:: Extracted data

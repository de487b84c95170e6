#![allow(dead_code)]

use anyhow::{Context, Result};
use serde_json::{json, Value};

use covid_portal::auth::{password, TokenIssuer};
use covid_portal::config::AppConfig;
use covid_portal::database::{repository, DatabaseManager, State};
use covid_portal::{app, AppState};

pub const SECRET: &str = "integration-test-secret";
pub const USERNAME: &str = "admin";
pub const PASSWORD: &str = "correct";

pub struct TestServer {
    pub base_url: String,
    pub client: reqwest::Client,
}

impl TestServer {
    /// Boot the router on a free port against a fresh, seeded in-memory store
    pub async fn spawn() -> Result<Self> {
        let port = portpicker::pick_unused_port().context("failed to pick free port")?;
        let base_url = format!("http://127.0.0.1:{}", port);

        let mut config = AppConfig::development();
        config.database.url = "sqlite::memory:".to_string();
        config.security.jwt_secret = SECRET.to_string();
        config.security.bcrypt_cost = 4;
        config.api.port = port;

        let pool = DatabaseManager::connect(&config.database).await?;
        DatabaseManager::init_schema(&pool).await?;
        seed(&pool, config.security.bcrypt_cost).await?;

        let tokens = TokenIssuer::from_config(&config.security)?;
        let state = AppState::new(pool, tokens, config);

        let listener = tokio::net::TcpListener::bind(("127.0.0.1", port))
            .await
            .context("failed to bind test port")?;
        tokio::spawn(async move {
            axum::serve(listener, app(state)).await.expect("server");
        });

        Ok(Self {
            base_url,
            client: reqwest::Client::new(),
        })
    }

    pub fn url(&self, path: &str) -> String {
        format!("{}{}", self.base_url, path)
    }

    /// Log in as the seeded user and return the token
    pub async fn token(&self) -> Result<String> {
        let res = self
            .client
            .post(self.url("/login/"))
            .json(&json!({ "username": USERNAME, "password": PASSWORD }))
            .send()
            .await?;
        anyhow::ensure!(res.status().is_success(), "login failed: {}", res.status());
        let body = res.json::<Value>().await?;
        body["jwtToken"]
            .as_str()
            .map(str::to_string)
            .context("jwtToken missing from login response")
    }

    pub async fn get(&self, path: &str, token: &str) -> Result<reqwest::Response> {
        Ok(self.client.get(self.url(path)).bearer_auth(token).send().await?)
    }
}

async fn seed(pool: &sqlx::SqlitePool, cost: u32) -> Result<()> {
    let hash = password::hash_password(PASSWORD, cost)?;
    repository::insert_user(pool, USERNAME, &hash, Some("Administrator"), None, Some("Delhi")).await?;

    for (state_id, state_name, population) in [
        (1, "Andaman and Nicobar Islands", 380581),
        (2, "Andhra Pradesh", 49386799),
        (3, "Arunachal Pradesh", 1383727),
    ] {
        repository::insert_state(
            pool,
            &State {
                state_id,
                state_name: state_name.to_string(),
                population,
            },
        )
        .await?;
    }
    Ok(())
}

pub fn district_body(name: &str, state_id: i64) -> Value {
    json!({
        "districtName": name,
        "stateId": state_id,
        "cases": 2323,
        "cured": 2000,
        "active": 315,
        "deaths": 8
    })
}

::::

About this task:
Starting at the line that contains "let hash = password::hash_password(PASSWORD, cost)?;" and ending at the last line of the data, repeat each line exactly; include nothing else.

Written answer:
    let hash = password::hash_password(PASSWORD, cost)?;
    repository::insert_user(pool, USERNAME, &hash, Some("Administrator"), None, Some("Delhi")).await?;

    for (state_id, state_name, population) in [
        (1, "Andaman and Nicobar Islands", 380581),
        (2, "Andhra Pradesh", 49386799),
        (3, "Arunachal Pradesh", 1383727),
    ] {
        repository::insert_state(
            pool,
            &State {
                state_id,
                state_name: state_name.to_string(),
                population,
            },
        )
        .await?;
    }
    Ok(())
}

pub fn district_body(name: &str, state_id: i64) -> Value {
    json!({
        "districtName": name,
        "stateId": state_id,
        "cases": 2323,
        "cured": 2000,
        "active": 315,
        "deaths": 8
    })
}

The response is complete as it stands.